Manufacturing optimism has risen in Brazil - one of the countries worst hit by the Covid-19 pandemic:

Back in the currency markets, the US dollar is now languishing at a 21-month low against the euro, at $1.158.

But it’s scrambling back against the pound, with sterling down 0.2% at $1.27.

Updated

Vaccine news: the US government has secured a $1.95bn deal to buy 100m doses of the Covid-19 vaccine being developed by Pfizer and German biotech firm BioNTech.

They will be distributed freely to American citizens.

The supply agreement also allows the U.S. government to buy an additional 500m doses, subject to the vaccine getting regulatory approval.

The lockdown DYI boom mentioned earlier extends well beyond the UK.

The strong growth at Kingfisher’s UK outlets was matched by a similar pace of growth in France, Romania, Spain and Portugal, while online sales more than tripled in May and June.

More here:

This new spat between Washington and Beijing over China’s embassy in Houston has not revived the US dollar.

The dollar is still trading at a four-month low, hit by Covid-19 worries and a flow of funds into the euro.

Mihir Kapadia, the CEO of Sun Global Investments explains:

Several factors are contributing to this downfall, one being that the euro is enjoying a surge in popularity, climbing above the dollar to hit $1.1547 and is likely to start testing the $1.1500 mark more consistently. This rally was bolstered by the news that EU leaders have agreed to a €750bn recovery fund to help the economies most affected by the pandemic.

Sterling has also improved, reaching prices of $1.276 on the growing optimism surrounding the economy.

In addition, President Trump’s recent comments in which he said that the pandemic is likely to get worse before it gets better is unlikely to help matters either, leading to investors to turn away from the US due to the lack of confidence they appear to be getting from the White House.

Credit rating agency S&P has hailed the EU’s Covid-19 rescue fund.

S&P analyst Frank Gill says the decision to borrow collectively to fund the pandemic recovery was an important move, making European government debt safer.

The EU Recovery Fund is positive for European sovereign credit quality and for the institutional effectiveness of all member states, especially those in the euro area.”

“The story is not over yet, but the establishment of a shared fiscal mechanism is a breakthrough for EU sovereign creditworthiness.”

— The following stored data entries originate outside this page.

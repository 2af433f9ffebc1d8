use tokio::sync::watch;

use super::connection::ConnectionState;
use crate::infrastructure::{ReconnectTimer, TaskManager};
use crate::messaging::StatusDispatcher;

/// Consolidated mutable state for the channel manager.
/// Using a single struct reduces lock contention.
pub struct ManagerState {
    /// Registered status listeners, in registration order
    pub dispatcher: StatusDispatcher,

    /// Background task handles (read loop)
    pub task_manager: TaskManager,

    /// Retry budget for the bounded reconnect policy
    pub reconnect_timer: ReconnectTimer,

    /// Whether the last disconnect was explicit (suppresses auto-reconnect
    /// until the next explicit connect)
    pub was_manual_disconnect: bool,

    /// Sender for state change notifications
    pub state_change_tx: Option<watch::Sender<(ConnectionState, bool)>>,
}

impl ManagerState {
    pub fn new(reconnect_timer: ReconnectTimer) -> Self {
        Self {
            dispatcher: StatusDispatcher::new(),
            task_manager: TaskManager::new(),
            reconnect_timer,
            was_manual_disconnect: false,
            state_change_tx: None,
        }
    }

    /// Notify state change watchers
    pub fn notify_state_change(&self, state: ConnectionState, manual: bool) {
        if let Some(tx) = &self.state_change_tx {
            if tx.send((state, manual)).is_err() {
                tracing::debug!(?state, "state change watcher gone, notification dropped");
            }
        }
    }
}
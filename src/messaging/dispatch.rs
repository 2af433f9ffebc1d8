use std::panic::{catch_unwind, AssertUnwindSafe};
use std::sync::Arc;

use serde_json::Value;

/// Handle identifying a registered status listener.
///
/// Rust closures have no stable identity of their own, so the registry keys
/// listeners by this handle: registration hands one out, removal takes one
/// back, and re-inserting under an existing id has no effect.
#[derive(Debug, Clone, Copy, PartialEq, Eq, Hash)]
pub struct ListenerId(u64);

/// Callback receiving the `data` payload of each `status_update` envelope.
/// Borrowed for the duration of the call only.
pub type StatusListener = Arc<dyn Fn(&Value) + Send + Sync>;

/// Order-preserving registry of status listeners.
///
/// Delivery is a synchronous multicast in registration order; a panicking
/// listener is caught and logged so it cannot block delivery to the
/// listeners registered after it or destabilize the channel.
pub struct StatusDispatcher {
    next_id: u64,
    listeners: Vec<(ListenerId, StatusListener)>,
}

impl StatusDispatcher {
    pub fn new() -> Self {
        Self {
            next_id: 0,
            listeners: Vec::new(),
        }
    }

    /// Registers a listener and returns its handle.
    pub fn insert<F>(&mut self, listener: F) -> ListenerId
    where
        F: Fn(&Value) + Send + Sync + 'static,
    {
        self.next_id += 1;
        let id = ListenerId(self.next_id);
        self.listeners.push((id, Arc::new(listener)));
        id
    }

    /// Registers a listener under an existing handle. No-op (returns `false`)
    /// if the id is already present, so double registration cannot produce
    /// double delivery.
    pub fn insert_with_id(&mut self, id: ListenerId, listener: StatusListener) -> bool {
        if self.contains(id) {
            return false;
        }
        self.next_id = self.next_id.max(id.0);
        self.listeners.push((id, listener));
        true
    }

    /// Removes a listener. Returns `false` if it was not registered.
    pub fn remove(&mut self, id: ListenerId) -> bool {
        let before = self.listeners.len();
        self.listeners.retain(|(registered, _)| *registered != id);
        self.listeners.len() != before
    }

    pub fn contains(&self, id: ListenerId) -> bool {
        self.listeners.iter().any(|(registered, _)| *registered == id)
    }

    pub fn len(&self) -> usize {
        self.listeners.len()
    }

    pub fn is_empty(&self) -> bool {
        self.listeners.is_empty()
    }

    /// Delivers a status payload to every listener, in registration order.
    pub fn dispatch(&self, data: &Value) {
        for (id, listener) in &self.listeners {
            if catch_unwind(AssertUnwindSafe(|| listener(data))).is_err() {
                tracing::warn!(listener = id.0, "status listener panicked, continuing delivery");
            }
        }
    }
}

impl Default for StatusDispatcher {
    fn default() -> Self {
        Self::new()
    }
}
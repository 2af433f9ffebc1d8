use std::sync::Arc;

use futures::stream::StreamExt;
use serde_json::Value;
use tokio::sync::{Mutex, RwLock};
use url::Url;

use super::{ChannelManagerBuilder, ConnectionManager, ConnectionState, ManagerState};
use crate::messaging::{ListenerId, StatusListener};
use crate::types::{ChannelConfig, EventEnvelope, Result};

/// Manager for the dashboard's push channel.
///
/// Owns a single WebSocket connection to the monitoring backend, decodes
/// inbound event envelopes, and fans `status_update` payloads out to
/// registered listeners. Unplanned connection loss is recovered under a
/// bounded, fixed-delay reconnect policy; listeners simply stop receiving
/// during an outage and need no intervention of their own.
///
/// The manager is an explicitly constructed component: create one, pass it
/// by reference to whoever needs it, call [`shutdown`](Self::shutdown) when
/// done. Cloning is cheap and clones share the same channel.
///
/// # Example
///
/// ```no_run
/// use rvc_monitor_rs::{ChannelConfig, ChannelManager};
///
/// # async fn example() -> Result<(), Box<dyn std::error::Error>> {
/// let manager = ChannelManager::new(ChannelConfig::new("ws://192.168.2.21:5005"))?;
///
/// let id = manager.subscribe(|status| {
///     println!("device status: {status}");
/// }).await;
///
/// manager.connect().await?;
/// // ... later
/// manager.unsubscribe(id).await;
/// manager.shutdown().await?;
/// # Ok(())
/// # }
/// ```
#[derive(Clone)]
pub struct ChannelManager {
    pub(crate) config: Arc<RwLock<ChannelConfig>>,
    pub(crate) connection: Arc<ConnectionManager>,
    pub(crate) state: Arc<RwLock<ManagerState>>,
    /// Serializes dialing so concurrent connect paths cannot open a second
    /// socket.
    pub(crate) dial_lock: Arc<Mutex<()>>,
}

impl ChannelManager {
    /// Creates a new manager and spawns its reconnection watcher.
    ///
    /// No connection is attempted until [`connect`](Self::connect) is called.
    ///
    /// # Errors
    ///
    /// Returns [`MonitorError::Config`](crate::MonitorError::Config) if the
    /// endpoint URL does not parse or the reconnect interval is zero.
    pub fn new(config: ChannelConfig) -> Result<Self> {
        ChannelManagerBuilder::new(config).map(|builder| builder.build())
    }

    /// Set connection state and notify watchers
    async fn set_state(&self, new_state: ConnectionState) {
        self.connection.set_state(new_state).await;

        let state = self.state.read().await;
        state.notify_state_change(new_state, state.was_manual_disconnect);
    }

    /// Set manual disconnect flag and notify watchers
    async fn set_manual_disconnect(&self, manual: bool) {
        let mut state = self.state.write().await;
        state.was_manual_disconnect = manual;

        let conn_state = self.connection.state().await;
        state.notify_state_change(conn_state, manual);
    }

    /// Establishes the push connection.
    ///
    /// No-op when already connected (or a connection attempt is in flight).
    /// An explicit call re-arms the retry budget and clears the
    /// suppress-reconnect flag left behind by [`disconnect`](Self::disconnect),
    /// so a channel that exhausted its retries is always recoverable from here.
    ///
    /// # Errors
    ///
    /// Returns the handshake error when the socket cannot be opened. The
    /// failure also enters the reconnect path, exactly as an unplanned close
    /// would, so the caller does not need to retry.
    pub async fn connect(&self) -> Result<()> {
        {
            let state = self.connection.state().await;
            if state == ConnectionState::Connected || state == ConnectionState::Connecting {
                return Ok(());
            }
        }

        {
            let mut state = self.state.write().await;
            state.was_manual_disconnect = false;
            state.reconnect_timer.reset();
        }

        self.try_open().await
    }

    /// Single connection attempt. Shared by `connect()` and the reconnect
    /// loop; does not touch the retry budget on failure.
    pub(crate) async fn try_open(&self) -> Result<()> {
        let _dialing = self.dial_lock.lock().await;

        // Re-check under the lock: a concurrent caller may have finished
        // dialing while we waited for it.
        {
            let state = self.connection.state().await;
            if state == ConnectionState::Connected || state == ConnectionState::Connecting {
                return Ok(());
            }
        }

        self.set_state(ConnectionState::Connecting).await;

        let endpoint = self.config.read().await.endpoint_url.clone();
        let url = match Url::parse(&endpoint) {
            Ok(url) => url,
            Err(e) => {
                tracing::error!(%endpoint, error = %e, "push endpoint does not parse");
                self.set_state(ConnectionState::Disconnected).await;
                return Err(e.into());
            }
        };
        tracing::info!(%endpoint, "connecting to push channel");

        let ws_stream = match tokio_tungstenite::connect_async(url.as_str()).await {
            Ok((stream, _response)) => stream,
            Err(e) => {
                tracing::error!(%endpoint, error = %e, "push channel connect failed");
                // Same path as an unplanned close: the watcher picks this up.
                self.set_state(ConnectionState::Disconnected).await;
                return Err(e.into());
            }
        };

        let (write_half, mut read_half) = ws_stream.split();
        self.connection.set_writer(write_half).await;

        // Spawn the read loop, tracked so disconnect can abort it
        let manager = self.clone();
        {
            let mut state = self.state.write().await;
            state.task_manager.spawn(async move {
                tracing::debug!("read task started");
                while let Some(frame) = read_half.next().await {
                    use tokio_tungstenite::tungstenite::Message;

                    match frame {
                        Ok(Message::Text(text)) => {
                            manager.handle_frame(text.as_str()).await;
                        }
                        Ok(Message::Close(frame)) => {
                            tracing::warn!(?frame, "server closed push channel");
                            manager.set_state(ConnectionState::Disconnected).await;
                            break;
                        }
                        Ok(Message::Ping(_)) | Ok(Message::Pong(_)) => {}
                        Ok(Message::Binary(data)) => {
                            tracing::warn!(len = data.len(), "ignoring binary frame");
                        }
                        Ok(Message::Frame(_)) => {}
                        Err(e) => {
                            tracing::error!(error = %e, "push channel read error");
                            manager.set_state(ConnectionState::Disconnected).await;
                            break;
                        }
                    }
                }
                tracing::debug!("read task finished");
            });
        }

        self.state.write().await.reconnect_timer.reset();
        self.set_state(ConnectionState::Connected).await;

        tracing::info!("push channel connected");
        Ok(())
    }

    /// Decodes one inbound frame and delivers actionable payloads.
    ///
    /// Malformed frames are logged and dropped; they never change channel
    /// state. Envelope types other than `status_update` are ignored.
    async fn handle_frame(&self, text: &str) {
        let envelope = match serde_json::from_str::<EventEnvelope>(text) {
            Ok(envelope) => envelope,
            Err(e) => {
                tracing::warn!(error = %e, raw = text, "dropping malformed frame");
                return;
            }
        };

        if !envelope.is_status_update() {
            tracing::debug!(envelope_type = %envelope.r#type, "ignoring envelope type");
            return;
        }

        let state = self.state.read().await;
        state.dispatcher.dispatch(&envelope.data);
    }

    /// Closes the push connection.
    ///
    /// Marks the disconnect as explicit, so neither the transport close event
    /// nor a reconnect already waiting on its timer will re-open the channel.
    /// The suppression holds until the next explicit [`connect`](Self::connect).
    ///
    /// # Errors
    ///
    /// Returns an error if the close handshake fails (rare).
    pub async fn disconnect(&self) -> Result<()> {
        // Set the flag first: even when no socket is live, a reconnect may be
        // waiting on its timer and must see the suppression.
        self.set_manual_disconnect(true).await;

        {
            let state = self.connection.state().await;
            if state == ConnectionState::Disconnected {
                return Ok(());
            }
        }

        tracing::info!("disconnecting push channel");

        {
            let mut state = self.state.write().await;
            state.task_manager.abort_all();
        }

        self.connection.close().await?;
        self.set_state(ConnectionState::Disconnected).await;

        Ok(())
    }

    /// Replaces the push endpoint.
    ///
    /// No-op when `url` equals the current endpoint. Otherwise the retry
    /// budget is re-armed for the new target and, if currently connected,
    /// the channel performs one `disconnect()` followed by one `connect()`
    /// against the new URL, in that order.
    pub async fn set_endpoint(&self, url: impl Into<String>) -> Result<()> {
        let url = url.into();
        Url::parse(&url)?;
        {
            let config = self.config.read().await;
            if config.endpoint_url == url {
                return Ok(());
            }
        }

        tracing::info!(endpoint = %url, "replacing push endpoint");
        self.config.write().await.endpoint_url = url;
        self.state.write().await.reconnect_timer.reset();

        if self.connection.is_connected().await {
            self.disconnect().await?;
            self.connect().await?;
        }

        Ok(())
    }

    /// Registers a status listener and returns its handle.
    ///
    /// Listeners receive the `data` payload of every `status_update`
    /// envelope, in registration order, for as long as the channel is
    /// connected. A handle already registered stays registered once;
    /// dropping out is explicit via [`unsubscribe`](Self::unsubscribe).
    pub async fn subscribe<F>(&self, listener: F) -> ListenerId
    where
        F: Fn(&Value) + Send + Sync + 'static,
    {
        self.state.write().await.dispatcher.insert(listener)
    }

    /// Registers a listener under a handle the caller already holds.
    ///
    /// No-op (returns `false`) when the handle is still registered, so
    /// re-registering the same listener cannot double deliveries.
    pub async fn subscribe_with_id(&self, id: ListenerId, listener: StatusListener) -> bool {
        self.state.write().await.dispatcher.insert_with_id(id, listener)
    }

    /// Removes a status listener. No-op if the handle is not registered.
    pub async fn unsubscribe(&self, id: ListenerId) -> bool {
        self.state.write().await.dispatcher.remove(id)
    }

    /// Number of currently registered listeners.
    pub async fn listener_count(&self) -> usize {
        self.state.read().await.dispatcher.len()
    }

    pub async fn is_connected(&self) -> bool {
        self.connection.is_connected().await
    }

    pub async fn state(&self) -> ConnectionState {
        self.connection.state().await
    }

    /// Current push endpoint.
    pub async fn endpoint(&self) -> String {
        self.config.read().await.endpoint_url.clone()
    }

    /// Bounded reconnect loop, entered by the watcher on any unplanned
    /// close. Fixed delay between attempts; stops when the budget runs out,
    /// the channel comes back up, or an explicit disconnect intervenes.
    pub(crate) async fn try_reconnect(&self) {
        loop {
            {
                let state = self.state.read().await;
                if state.was_manual_disconnect {
                    tracing::debug!("explicit disconnect, not reconnecting");
                    return;
                }
            }
            {
                let conn = self.connection.state().await;
                if conn == ConnectionState::Connected || conn == ConnectionState::Connecting {
                    return;
                }
            }

            let delay = {
                let mut state = self.state.write().await;
                state.reconnect_timer.next_delay()
            };
            let Some(delay) = delay else {
                tracing::warn!("reconnect attempts exhausted, channel stays disconnected");
                return;
            };

            let attempt = self.state.read().await.reconnect_timer.attempts();
            tracing::info!(attempt, delay_ms = delay.as_millis() as u64, "scheduling reconnect");
            tokio::time::sleep(delay).await;

            // An explicit disconnect or connect while we were waiting
            // retracts the attempt; only one socket may be dialed at a time.
            if self.state.read().await.was_manual_disconnect {
                tracing::debug!("disconnect landed during reconnect delay, stopping");
                return;
            }
            {
                let conn = self.connection.state().await;
                if conn == ConnectionState::Connected || conn == ConnectionState::Connecting {
                    return;
                }
            }

            match self.try_open().await {
                Ok(()) => {
                    tracing::info!("push channel reconnected");
                    return;
                }
                Err(e) => {
                    tracing::error!(error = %e, "reconnect attempt failed");
                }
            }
        }
    }

    /// Disposes of the manager: disconnects and stops the reconnection
    /// watcher. The manager cannot be reused afterwards.
    pub async fn shutdown(&self) -> Result<()> {
        self.disconnect().await?;
        self.state.write().await.state_change_tx = None;
        Ok(())
    }
}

Renewed tensions between the US and China are also hitting the markets, with Beijing angry that it’s being forced to shut its consulate in Houston.

My colleague in Beijing, Lily Kuo, has the details:

The closure of the Chinese consulate in Houston threatens to spart a fresh diplomatic row between China and the US, with Beijing accusing the US of giving it 72 hours to shut the diplomatic mission in a move it described as “unprecedented” and an “outrageous” escalation.

China said the US told the consulate on 21 July to cease all operations and events, and that Beijing threatened retaliation if the decision was not withdrawn.

“China strongly condemns such an outrageous and unjustified move, which will sabotage China-US relations,” Chinese foreign ministry spokesman Wang Wenbin told reporters at a regular news briefing on Wednesday. “We urge the US to immediately withdraw its erroneous decision, otherwise China will make legitimate and necessary reactions.”

This is pushing US stock futures down, with the Dow Jones industrial average on track to fall 0.5%.

Stocks in Europe are fading too, with the FTSE 100 now down 55 points or 0.9% today.

Stocks in Hong Kong slumped by over 2% today after the City reported a record rise in Covid-19 cases.

Hong Kong reported 113 new coronavirus cases on Wednesday, a daily record, including 105 that were transmitted locally, Reuters reports.

Authorities are imposing strict new social distancing measures from midnight tonight, including compulsory masks in all indoor public areas.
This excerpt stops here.